However, the problems do not end there: (Entropy can sink in the middle of a word (on vowels), and can suddenly jump up because of a small noise. In order to deal with the first problem, we have to introduce the concept of “minimum distance between words” and “glue” near recumbent sets of frames, separated due to sagging. The second problem is solved by using the “ minimum word length” and cutting off all candidates who have not been selected (and not used in the first paragraph).

If the speech is not “articulate “ in principle, you can try to split the original set of frames into certainly prepared subsequences, each of which will be subjected to the recognition procedure.


At this point of time, we have a set of frames corresponding to a particular word. We can follow the path of least resistance and use the average square of all its values (Root Mean Square) as a numerical characteristic of the frame. However, such a metric carries very little information suitable for further analysis.

This is where the Mel-frequency cepstral coefficients come into play. According to Wikipedia (which, as we know, does not lie) MFCC is a kind of representation of the energy of the signal spectrum. The advantages of utilizing it are as follows:

  • The signal spectrum is used (that is, the decomposition of orthogonal [co]sinusoidal functions on the basis of the basis), which allows us to take into account the wave “ nature” of the signal in further analysis;
  • The spectrum is projected on a special mel-scale, allowing you to select the most significant frequencies for human perception;
  • The number of calculated coefficients can be limited to any value (for example, 12), which allows you to “compress” the frame and, as a result, the amount of information processed;

Let’s look at the process of calculating MFCC coefficients for some frame.

Let’s represent our frame as a vector:

where N is the size of the frame.

Fourier transformation

First of all, we calculate the signal spectrum using a discrete Fourier transform (preferably its “fast” FFT implementation).

It is also recommended to apply a window Hamming function to the obtained values in order to “smooth out” the values on the borders of the frames.

That is the result will be a vector of the following form:

It is important to understand that after this transformation on the X-axis we have the frequency (hz) of the signal, and on the y-axis-the magnitude (as a way to get away from complex values):

Mel-coefficients calculation

Let’s start with what mel is.

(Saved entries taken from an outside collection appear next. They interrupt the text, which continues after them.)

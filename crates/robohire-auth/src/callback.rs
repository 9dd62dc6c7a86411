//! Identity provider redirect handling.
//!
//! The provider sends the browser back to `/callback?token=...`. A
//! [`CallbackHandler`] is created once per arrival at that URL; it signs the
//! user in, scrubs the token from the visible location, and moves on.

use crate::context::SessionContext;
use crate::token::{self, UserClaims};
use std::sync::atomic::{AtomicBool, Ordering};
use thiserror::Error;
use tracing::{info, warn};
use url::Url;

/// Query parameter carrying the token.
pub const TOKEN_PARAM: &str = "token";

/// Host navigation primitives.
pub trait Navigator {
    /// Swap the visible location without a new history entry.
    fn replace(&self, url: &Url);
    /// Go to an in-app path.
    fn navigate(&self, path: &str);
    /// Full reload of `url`, discarding in-memory state.
    fn reload(&self, url: &Url);
}

#[derive(Error, Debug, Clone, PartialEq, Eq)]
pub enum CallbackError {
    #[error("Sign-in link has no token")]
    MissingToken,

    #[error("Sign-in token is invalid: {0}")]
    InvalidToken(String),

    #[error("Could not save the session: {0}")]
    Session(String),
}

/// Ways out of a failed callback.
#[derive(Debug, Clone, Copy, PartialEq, Eq)]
pub enum Recovery {
    GoHome,
    Retry,
}

/// A failed callback with the offered recoveries.
#[derive(Debug, Clone, PartialEq)]
pub struct CallbackFailure {
    pub error: CallbackError,
    /// The callback URL as received, token included.
    pub callback_url: Url,
}

impl CallbackFailure {
    pub fn message(&self) -> String {
        self.error.to_string()
    }

    pub fn recoveries(&self) -> [Recovery; 2] {
        [Recovery::GoHome, Recovery::Retry]
    }
}

#[derive(Debug, Clone, PartialEq)]
pub enum CallbackOutcome {
    SignedIn(UserClaims),
    Failed(CallbackFailure),
    /// This handler already ran; nothing was done.
    AlreadyProcessed,
}

/// One-shot processor for a single arrival at the callback URL.
pub struct CallbackHandler {
    home_path: String,
    has_processed: AtomicBool,
}

impl CallbackHandler {
    pub fn new(home_path: impl Into<String>) -> Self {
        Self {
            home_path: home_path.into(),
            has_processed: AtomicBool::new(false),
        }
    }

    pub fn home_path(&self) -> &str {
        &self.home_path
    }

    /// Process the redirect at `url`. Only the first call does anything.
    pub fn handle(
        &self,
        url: &Url,
        ctx: &SessionContext,
        navigator: &dyn Navigator,
    ) -> CallbackOutcome {
        if self.has_processed.swap(true, Ordering::SeqCst) {
            return CallbackOutcome::AlreadyProcessed;
        }

        let result = sign_in(url, ctx);
        navigator.replace(&without_token(url));

        match result {
            Ok(user) => {
                navigator.navigate(&self.home_path);
                CallbackOutcome::SignedIn(user)
            }
            Err(error) => {
                warn!(error = %error, "Sign-in callback failed");
                CallbackOutcome::Failed(CallbackFailure {
                    error,
                    callback_url: url.clone(),
                })
            }
        }
    }

    /// Carry out a recovery the user chose after a failure.
    pub fn recover(&self, failure: &CallbackFailure, recovery: Recovery, navigator: &dyn Navigator) {
        match recovery {
            Recovery::GoHome => navigator.navigate(&self.home_path),
            Recovery::Retry => navigator.reload(&failure.callback_url),
        }
    }
}

fn sign_in(url: &Url, ctx: &SessionContext) -> Result<UserClaims, CallbackError> {
    let token = url
        .query_pairs()
        .find(|(name, _)| name == TOKEN_PARAM)
        .map(|(_, value)| value.into_owned())
        .filter(|value| !value.trim().is_empty())
        .ok_or(CallbackError::MissingToken)?;

    let claims = token::decode(&token).map_err(|e| CallbackError::InvalidToken(e.to_string()))?;
    let user = UserClaims::from(&claims);

    ctx.login(&token, user.clone())
        .map_err(|e| CallbackError::Session(e.to_string()))?;

    info!(subject = %user.subject, "Sign-in callback completed");
    Ok(user)
}

/// `url` with the token parameter removed.
pub fn without_token(url: &Url) -> Url {
    let mut stripped = url.clone();
    let kept: Vec<(String, String)> = url
        .query_pairs()
        .filter(|(name, _)| name != TOKEN_PARAM)
        .map(|(name, value)| (name.into_owned(), value.into_owned()))
        .collect();

    if kept.is_empty() {
        stripped.set_query(None);
    } else {
        stripped.query_pairs_mut().clear().extend_pairs(kept);
    }
    stripped
}

#[cfg(test)]
mod tests {
    use super::*;
    use crate::auth_fsm::AuthState;
    use crate::refresh::TokenRefresher;
    use crate::session_store::SessionStore;
    use crate::token::encode_unsigned;
    use crate::AuthResult;
    use async_trait::async_trait;
    use robohire_storage::{KeyValueStore, MemoryStore, StorageError, StorageResult};
    use serde_json::json;
    use std::cell::RefCell;
    use std::sync::Arc;

    struct NoRefresh;

    #[async_trait]
    impl TokenRefresher for NoRefresh {
        async fn refresh_token(&self, _current: Option<&str>) -> AuthResult<Option<String>> {
            Ok(None)
        }
    }

    #[derive(Debug, Clone, PartialEq)]
    enum Nav {
        Replace(String),
        Navigate(String),
        Reload(String),
    }

    #[derive(Default)]
    struct RecordingNavigator {
        actions: RefCell<Vec<Nav>>,
    }

    impl Navigator for RecordingNavigator {
        fn replace(&self, url: &Url) {
            self.actions.borrow_mut().push(Nav::Replace(url.to_string()));
        }

        fn navigate(&self, path: &str) {
            self.actions.borrow_mut().push(Nav::Navigate(path.to_string()));
        }

        fn reload(&self, url: &Url) {
            self.actions.borrow_mut().push(Nav::Reload(url.to_string()));
        }
    }

    /// Store whose writes always fail.
    struct ReadOnlyStore;

    impl KeyValueStore for ReadOnlyStore {
        fn set(&self, _key: &str, _value: &str) -> StorageResult<()> {
            Err(StorageError::Platform("read-only".to_string()))
        }

        fn get(&self, _key: &str) -> StorageResult<Option<String>> {
            Ok(None)
        }

        fn delete(&self, _key: &str) -> StorageResult<bool> {
            Ok(false)
        }
    }

    fn context() -> (Arc<MemoryStore>, SessionContext) {
        let backend = Arc::new(MemoryStore::new());
        let ctx = SessionContext::new(SessionStore::new(Box::new(backend.clone())), Arc::new(NoRefresh));
        ctx.initialize();
        (backend, ctx)
    }

    fn callback_url(query: &str) -> Url {
        Url::parse(&format!("http://localhost:9876/callback{}", query)).unwrap()
    }

    #[test]
    fn test_valid_token_signs_in_and_goes_home() {
        let (backend, ctx) = context();
        let nav = RecordingNavigator::default();
        let handler = CallbackHandler::new("/");
        let token = encode_unsigned(&json!({ "sub": "u1", "role": "Staff" }));
        let url = callback_url(&format!("?token={}", token));

        let outcome = handler.handle(&url, &ctx, &nav);

        assert!(matches!(outcome, CallbackOutcome::SignedIn(ref user) if user.subject == "u1"));
        assert_eq!(ctx.token(), Some(token));
        assert_eq!(ctx.auth_state(), AuthState::SignedIn);
        assert!(backend.has("token").unwrap());
        assert_eq!(
            *nav.actions.borrow(),
            vec![
                Nav::Replace("http://localhost:9876/callback".to_string()),
                Nav::Navigate("/".to_string()),
            ]
        );
    }

    #[test]
    fn test_second_handle_is_ignored() {
        let (_, ctx) = context();
        let nav = RecordingNavigator::default();
        let handler = CallbackHandler::new("/");
        let url = callback_url(&format!("?token={}", encode_unsigned(&json!({ "sub": "u1" }))));

        handler.handle(&url, &ctx, &nav);
        ctx.logout();

        assert_eq!(handler.handle(&url, &ctx, &nav), CallbackOutcome::AlreadyProcessed);
        assert!(!ctx.is_authenticated());
        assert_eq!(nav.actions.borrow().len(), 2);
    }

    #[test]
    fn test_missing_token_fails_without_login() {
        let (backend, ctx) = context();
        let nav = RecordingNavigator::default();
        let handler = CallbackHandler::new("/");

        let outcome = handler.handle(&callback_url("?state=abc"), &ctx, &nav);

        let failure = match outcome {
            CallbackOutcome::Failed(failure) => failure,
            other => panic!("expected failure, got {:?}", other),
        };
        assert_eq!(failure.error, CallbackError::MissingToken);
        assert_eq!(failure.recoveries(), [Recovery::GoHome, Recovery::Retry]);
        assert!(!ctx.is_authenticated());
        assert!(backend.is_empty());
        assert_eq!(
            *nav.actions.borrow(),
            vec![Nav::Replace("http://localhost:9876/callback?state=abc".to_string())]
        );
    }

    #[test]
    fn test_empty_token_is_missing() {
        let (_, ctx) = context();
        let outcome = CallbackHandler::new("/").handle(
            &callback_url("?token="),
            &ctx,
            &RecordingNavigator::default(),
        );

        assert!(matches!(
            outcome,
            CallbackOutcome::Failed(CallbackFailure { error: CallbackError::MissingToken, .. })
        ));
    }

    #[test]
    fn test_undecodable_token_fails() {
        let (_, ctx) = context();
        let outcome = CallbackHandler::new("/").handle(
            &callback_url("?token=abc.def"),
            &ctx,
            &RecordingNavigator::default(),
        );

        assert!(matches!(
            outcome,
            CallbackOutcome::Failed(CallbackFailure { error: CallbackError::InvalidToken(_), .. })
        ));
        assert!(!ctx.is_authenticated());
    }

    #[test]
    fn test_persistence_failure_is_terminal() {
        let ctx = SessionContext::new(SessionStore::new(Box::new(ReadOnlyStore)), Arc::new(NoRefresh));
        ctx.initialize();
        let url = callback_url(&format!("?token={}", encode_unsigned(&json!({ "sub": "u1" }))));

        let outcome = CallbackHandler::new("/").handle(&url, &ctx, &RecordingNavigator::default());

        assert!(matches!(
            outcome,
            CallbackOutcome::Failed(CallbackFailure { error: CallbackError::Session(_), .. })
        ));
        assert!(!ctx.is_authenticated());
    }

    #[test]
    fn test_recoveries_navigate() {
        let (_, ctx) = context();
        let nav = RecordingNavigator::default();
        let handler = CallbackHandler::new("/home");
        let url = callback_url("?token=bad");

        let CallbackOutcome::Failed(failure) = handler.handle(&url, &ctx, &nav) else {
            panic!("expected failure");
        };
        handler.recover(&failure, Recovery::GoHome, &nav);
        handler.recover(&failure, Recovery::Retry, &nav);

        let actions = nav.actions.borrow();
        assert_eq!(actions[1], Nav::Navigate("/home".to_string()));
        assert_eq!(actions[2], Nav::Reload(url.to_string()));
    }

    #[test]
    fn test_without_token_keeps_other_params() {
        let url = callback_url("?state=xyz&token=abc&lang=en");
        assert_eq!(
            without_token(&url).as_str(),
            "http://localhost:9876/callback?state=xyz&lang=en"
        );
        assert_eq!(
            without_token(&callback_url("?token=abc")).as_str(),
            "http://localhost:9876/callback"
        );
    }
}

Again, according to Wikipedia, mel is a “psychophysical unit of pitch” based on the subjective perception of average people. It depends primarily on the frequency of the sound (as well as on the volume and timbre). In other words, this value shows how much the sound of a certain frequency is “significant “ for us.

You can convert the frequency to chalk using the following formula (remember it as “ formula-1»):

The inverse transformation looks like this (remember it as “ formula-2»):

Mel / frequency dependency graph:

But back to our task. Let’s say we have a frame size of 256 elements. We know (from the audio format data) that the audio frequency in this frame is 16000hz. Suppose that human speech is in the range of [300; 8000] hz. The number of required chalk coefficients is m = 10 (recommended value).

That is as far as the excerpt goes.